*** Opening of Provided records ***
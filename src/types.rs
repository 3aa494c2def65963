//! Core data types for the workflow editor.
//!
//! This module defines the node and connection records that make up a pipeline
//! graph, together with the small geometry types shared by the editor core.

use serde::{Deserialize, Serialize};
use std::fmt;
use std::ops::{Add, AddAssign, Div, Mul, Sub};
use std::str::FromStr;
use uuid::Uuid;

use crate::constants::{DEFAULT_INPUT_PORT, DEFAULT_OUTPUT_PORT, NODE_HEIGHT, NODE_WIDTH};

/// Identifier of a port on a node (e.g. `"in-1"`).
pub type PortId = String;

/// Unique identifier for workflow nodes.
#[derive(Debug, Clone, PartialEq, Eq, Hash, PartialOrd, Ord, Serialize, Deserialize)]
#[serde(transparent)]
pub struct NodeId(String);

impl NodeId {
    /// Generates a fresh, collision-free node id.
    pub fn generate() -> Self {
        Self(format!("node-{}", Uuid::new_v4()))
    }

    /// Returns the id as a string slice.
    pub fn as_str(&self) -> &str {
        &self.0
    }
}

impl From<&str> for NodeId {
    fn from(value: &str) -> Self {
        Self(value.to_string())
    }
}

impl fmt::Display for NodeId {
    fn fmt(&self, f: &mut fmt::Formatter<'_>) -> fmt::Result {
        f.write_str(&self.0)
    }
}

/// Unique identifier for connections.
#[derive(Debug, Clone, PartialEq, Eq, Hash, Serialize, Deserialize)]
#[serde(transparent)]
pub struct ConnectionId(String);

impl ConnectionId {
    /// Generates a fresh, collision-free connection id.
    pub fn generate() -> Self {
        Self(format!("c-{}", Uuid::new_v4()))
    }

    /// Returns the id as a string slice.
    pub fn as_str(&self) -> &str {
        &self.0
    }
}

impl From<&str> for ConnectionId {
    fn from(value: &str) -> Self {
        Self(value.to_string())
    }
}

/// A 2D point or displacement. Used for both world and screen space.
#[derive(Debug, Clone, Copy, PartialEq, Default, Serialize, Deserialize)]
pub struct Position {
    /// Horizontal component
    pub x: f32,
    /// Vertical component
    pub y: f32,
}

/// Shorthand constructor for [`Position`].
pub const fn pos(x: f32, y: f32) -> Position {
    Position { x, y }
}

impl Position {
    /// The origin.
    pub const ZERO: Position = pos(0.0, 0.0);
}

impl Add for Position {
    type Output = Position;
    fn add(self, rhs: Position) -> Position {
        pos(self.x + rhs.x, self.y + rhs.y)
    }
}

impl AddAssign for Position {
    fn add_assign(&mut self, rhs: Position) {
        self.x += rhs.x;
        self.y += rhs.y;
    }
}

impl Sub for Position {
    type Output = Position;
    fn sub(self, rhs: Position) -> Position {
        pos(self.x - rhs.x, self.y - rhs.y)
    }
}

impl Mul<f32> for Position {
    type Output = Position;
    fn mul(self, rhs: f32) -> Position {
        pos(self.x * rhs, self.y * rhs)
    }
}

impl Div<f32> for Position {
    type Output = Position;
    fn div(self, rhs: f32) -> Position {
        pos(self.x / rhs, self.y / rhs)
    }
}

/// Axis-aligned rectangle.
#[derive(Debug, Clone, Copy, PartialEq, Default)]
pub struct Rect {
    /// Top-left corner
    pub min: Position,
    /// Bottom-right corner
    pub max: Position,
}

impl Rect {
    /// Builds a rectangle from its top-left corner and size.
    pub fn from_min_size(min: Position, size: Position) -> Self {
        Self {
            min,
            max: min + size,
        }
    }

    /// Left edge.
    pub fn left(&self) -> f32 {
        self.min.x
    }

    /// Right edge.
    pub fn right(&self) -> f32 {
        self.max.x
    }

    /// Top edge.
    pub fn top(&self) -> f32 {
        self.min.y
    }

    /// Bottom edge.
    pub fn bottom(&self) -> f32 {
        self.max.y
    }

    /// Whether `p` lies inside the rectangle (edges inclusive).
    pub fn contains(&self, p: Position) -> bool {
        p.x >= self.min.x && p.x <= self.max.x && p.y >= self.min.y && p.y <= self.max.y
    }
}

/// The fixed set of pipeline stage kinds.
#[derive(Debug, Clone, Copy, PartialEq, Eq, Hash, Serialize, Deserialize)]
#[serde(rename_all = "lowercase")]
pub enum NodeType {
    /// Video source (camera, RTSP stream, file)
    Input,
    /// Object detection model
    Detection,
    /// Multi-object tracker
    Tracking,
    /// Pose estimation model
    Pose,
    /// Image classifier
    Classifier,
    /// Filtering / routing logic
    Logic,
    /// Output sink
    Output,
}

impl NodeType {
    /// Every node type, in catalog order.
    pub const ALL: [NodeType; 7] = [
        NodeType::Input,
        NodeType::Detection,
        NodeType::Tracking,
        NodeType::Pose,
        NodeType::Classifier,
        NodeType::Logic,
        NodeType::Output,
    ];

    /// Lowercase key used in drag-and-drop payloads and labels.
    pub fn key(self) -> &'static str {
        match self {
            NodeType::Input => "input",
            NodeType::Detection => "detection",
            NodeType::Tracking => "tracking",
            NodeType::Pose => "pose",
            NodeType::Classifier => "classifier",
            NodeType::Logic => "logic",
            NodeType::Output => "output",
        }
    }
}

impl fmt::Display for NodeType {
    fn fmt(&self, f: &mut fmt::Formatter<'_>) -> fmt::Result {
        f.write_str(self.key())
    }
}

/// Returned when a string does not name a known [`NodeType`].
#[derive(Debug, Clone, PartialEq, Eq)]
pub struct ParseNodeTypeError(String);

impl fmt::Display for ParseNodeTypeError {
    fn fmt(&self, f: &mut fmt::Formatter<'_>) -> fmt::Result {
        write!(f, "unknown node type `{}`", self.0)
    }
}

impl std::error::Error for ParseNodeTypeError {}

impl FromStr for NodeType {
    type Err = ParseNodeTypeError;

    fn from_str(s: &str) -> Result<Self, Self::Err> {
        NodeType::ALL
            .into_iter()
            .find(|t| t.key() == s)
            .ok_or_else(|| ParseNodeTypeError(s.to_string()))
    }
}

/// Cosmetic run state shown on a node. Nothing in the editor executes nodes.
#[derive(Debug, Clone, Copy, PartialEq, Eq, Serialize, Deserialize)]
#[serde(rename_all = "lowercase")]
pub enum NodeStatus {
    /// Not running
    Idle,
    /// Marked as active
    Running,
    /// Finished
    Completed,
    /// Failed
    Error,
}

impl NodeStatus {
    /// Upper-case badge text.
    pub fn label(self) -> &'static str {
        match self {
            NodeStatus::Idle => "IDLE",
            NodeStatus::Running => "RUNNING",
            NodeStatus::Completed => "COMPLETED",
            NodeStatus::Error => "ERROR",
        }
    }
}

/// Per-type configuration of a node.
///
/// Known node kinds get typed fields; everything else falls back to an opaque
/// JSON object.
#[derive(Debug, Clone, PartialEq, Serialize, Deserialize)]
pub enum NodeProperties {
    /// Video source settings (`input` nodes)
    Source {
        /// Frame resolution label, e.g. `"1080p"`
        resolution: String,
        /// Frames per second
        fps: u32,
    },
    /// Detector/tracker thresholds (`detection` and `tracking` nodes)
    Detector {
        /// Minimum detection confidence, 0..=1
        confidence_threshold: f32,
        /// Intersection-over-union threshold, 0..=1
        iou_threshold: f32,
    },
    /// Free-form key/value settings
    Custom(serde_json::Map<String, serde_json::Value>),
}

impl NodeProperties {
    /// Default properties shown for a node type that has none set yet.
    pub fn defaults_for(node_type: NodeType) -> Self {
        match node_type {
            NodeType::Input => NodeProperties::Source {
                resolution: "1080p".to_string(),
                fps: 30,
            },
            NodeType::Detection | NodeType::Tracking => NodeProperties::Detector {
                confidence_threshold: 0.65,
                iou_threshold: 0.45,
            },
            _ => NodeProperties::Custom(serde_json::Map::new()),
        }
    }
}

/// Editable data record carried by every node.
#[derive(Debug, Clone, PartialEq, Default, Serialize, Deserialize)]
#[serde(rename_all = "camelCase")]
pub struct NodeData {
    /// Display label
    pub label: String,
    /// Optional one-line description
    #[serde(default, skip_serializing_if = "Option::is_none")]
    pub description: Option<String>,
    /// Cosmetic status; `None` renders as idle
    #[serde(default, skip_serializing_if = "Option::is_none")]
    pub status: Option<NodeStatus>,
    /// Per-type configuration
    #[serde(default, skip_serializing_if = "Option::is_none")]
    pub properties: Option<NodeProperties>,
    /// Reference to a preview image
    #[serde(default, skip_serializing_if = "Option::is_none")]
    pub preview_image: Option<String>,
}

impl NodeData {
    /// Data with just a label.
    pub fn labeled(label: impl Into<String>) -> Self {
        Self {
            label: label.into(),
            ..Default::default()
        }
    }

    /// Builder-style description setter.
    pub fn with_description(mut self, description: impl Into<String>) -> Self {
        self.description = Some(description.into());
        self
    }

    /// Builder-style status setter.
    pub fn with_status(mut self, status: NodeStatus) -> Self {
        self.status = Some(status);
        self
    }

    /// Status to display, treating a missing status as idle.
    pub fn effective_status(&self) -> NodeStatus {
        self.status.unwrap_or(NodeStatus::Idle)
    }
}

/// A partial update of [`NodeData`]. Present fields overwrite, absent fields are kept.
#[derive(Debug, Clone, PartialEq, Default)]
pub struct NodeDataPatch {
    /// New label
    pub label: Option<String>,
    /// New description
    pub description: Option<String>,
    /// New status
    pub status: Option<NodeStatus>,
    /// New properties
    pub properties: Option<NodeProperties>,
    /// New preview image reference
    pub preview_image: Option<String>,
}

impl NodeDataPatch {
    /// Patch that only changes the label.
    pub fn label(label: impl Into<String>) -> Self {
        Self {
            label: Some(label.into()),
            ..Default::default()
        }
    }

    /// Patch that only changes the description.
    pub fn description(description: impl Into<String>) -> Self {
        Self {
            description: Some(description.into()),
            ..Default::default()
        }
    }

    /// Patch that only changes the status.
    pub fn status(status: NodeStatus) -> Self {
        Self {
            status: Some(status),
            ..Default::default()
        }
    }

    /// Patch that only changes the properties.
    pub fn properties(properties: NodeProperties) -> Self {
        Self {
            properties: Some(properties),
            ..Default::default()
        }
    }

    /// Merges this patch into `data`.
    pub fn apply_to(self, data: &mut NodeData) {
        if let Some(label) = self.label {
            data.label = label;
        }
        if let Some(description) = self.description {
            data.description = Some(description);
        }
        if let Some(status) = self.status {
            data.status = Some(status);
        }
        if let Some(properties) = self.properties {
            data.properties = Some(properties);
        }
        if let Some(preview_image) = self.preview_image {
            data.preview_image = Some(preview_image);
        }
    }
}

/// A single pipeline stage placed on the canvas.
#[derive(Debug, Clone, PartialEq, Serialize, Deserialize)]
#[serde(rename_all = "camelCase")]
pub struct Node {
    /// Unique identifier
    pub id: NodeId,
    /// Stage kind
    #[serde(rename = "type")]
    pub node_type: NodeType,
    /// Top-left corner in world space
    pub position: Position,
    /// Editable data
    pub data: NodeData,
    /// Input port ids, in order
    pub inputs: Vec<PortId>,
    /// Output port ids, in order
    pub outputs: Vec<PortId>,
}

impl Node {
    /// Creates a node with the default `in-1` / `out-1` ports.
    pub fn new(id: NodeId, node_type: NodeType, position: Position, data: NodeData) -> Self {
        Self {
            id,
            node_type,
            position,
            data,
            inputs: vec![DEFAULT_INPUT_PORT.to_string()],
            outputs: vec![DEFAULT_OUTPUT_PORT.to_string()],
        }
    }

    /// Replaces the port lists.
    pub fn with_ports(mut self, inputs: &[&str], outputs: &[&str]) -> Self {
        self.inputs = inputs.iter().map(|p| p.to_string()).collect();
        self.outputs = outputs.iter().map(|p| p.to_string()).collect();
        self
    }

    /// World-space bounds used for hit testing and painting.
    pub fn world_rect(&self) -> Rect {
        Rect::from_min_size(self.position, pos(NODE_WIDTH, NODE_HEIGHT))
    }
}

/// A directed edge from an output port to an input port.
#[derive(Debug, Clone, PartialEq, Serialize, Deserialize)]
#[serde(rename_all = "camelCase")]
pub struct Connection {
    /// Unique identifier
    pub id: ConnectionId,
    /// Producing node
    pub source_node_id: NodeId,
    /// Output port on the producing node
    #[serde(rename = "sourceHandle")]
    pub source_port: PortId,
    /// Consuming node
    pub target_node_id: NodeId,
    /// Input port on the consuming node
    #[serde(rename = "targetHandle")]
    pub target_port: PortId,
}

impl Connection {
    /// Creates a connection between two ports.
    pub fn new(
        id: ConnectionId,
        source: (NodeId, &str),
        target: (NodeId, &str),
    ) -> Self {
        Self {
            id,
            source_node_id: source.0,
            source_port: source.1.to_string(),
            target_node_id: target.0,
            target_port: target.1.to_string(),
        }
    }

    /// Whether either endpoint is `node_id`.
    pub fn touches(&self, node_id: &NodeId) -> bool {
        self.source_node_id == *node_id || self.target_node_id == *node_id
    }
}

/// Edge of a node on which an add button sits.
#[derive(Debug, Clone, Copy, PartialEq, Eq, Hash, Serialize, Deserialize)]
#[serde(rename_all = "lowercase")]
pub enum Direction {
    /// Above the node
    Top,
    /// To the right of the node
    Right,
    /// Below the node
    Bottom,
    /// To the left of the node
    Left,
}

impl Direction {
    /// Whether a node added in this direction consumes the source's output.
    pub fn is_downstream(self) -> bool {
        matches!(self, Direction::Right | Direction::Bottom)
    }
}

impl fmt::Display for Direction {
    fn fmt(&self, f: &mut fmt::Formatter<'_>) -> fmt::Result {
        f.write_str(match self {
            Direction::Top => "top",
            Direction::Right => "right",
            Direction::Bottom => "bottom",
            Direction::Left => "left",
        })
    }
}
*** Close of Provided records ***
Work task
Could you restate word for word the lines above, from the one that contains "Clone, PartialEq, Default, Serialize, Deserialize)]" through the one that contains "Builder-style description setter.", and no others?

Written solution
#[derive(Debug, Clone, PartialEq, Default, Serialize, Deserialize)]
#[serde(rename_all = "camelCase")]
pub struct NodeData {
    /// Display label
    pub label: String,
    /// Optional one-line description
    #[serde(default, skip_serializing_if = "Option::is_none")]
    pub description: Option<String>,
    /// Cosmetic status; `None` renders as idle
    #[serde(default, skip_serializing_if = "Option::is_none")]
    pub status: Option<NodeStatus>,
    /// Per-type configuration
    #[serde(default, skip_serializing_if = "Option::is_none")]
    pub properties: Option<NodeProperties>,
    /// Reference to a preview image
    #[serde(default, skip_serializing_if = "Option::is_none")]
    pub preview_image: Option<String>,
}

impl NodeData {
    /// Data with just a label.
    pub fn labeled(label: impl Into<String>) -> Self {
        Self {
            label: label.into(),
            ..Default::default()
        }
    }

    /// Builder-style description setter.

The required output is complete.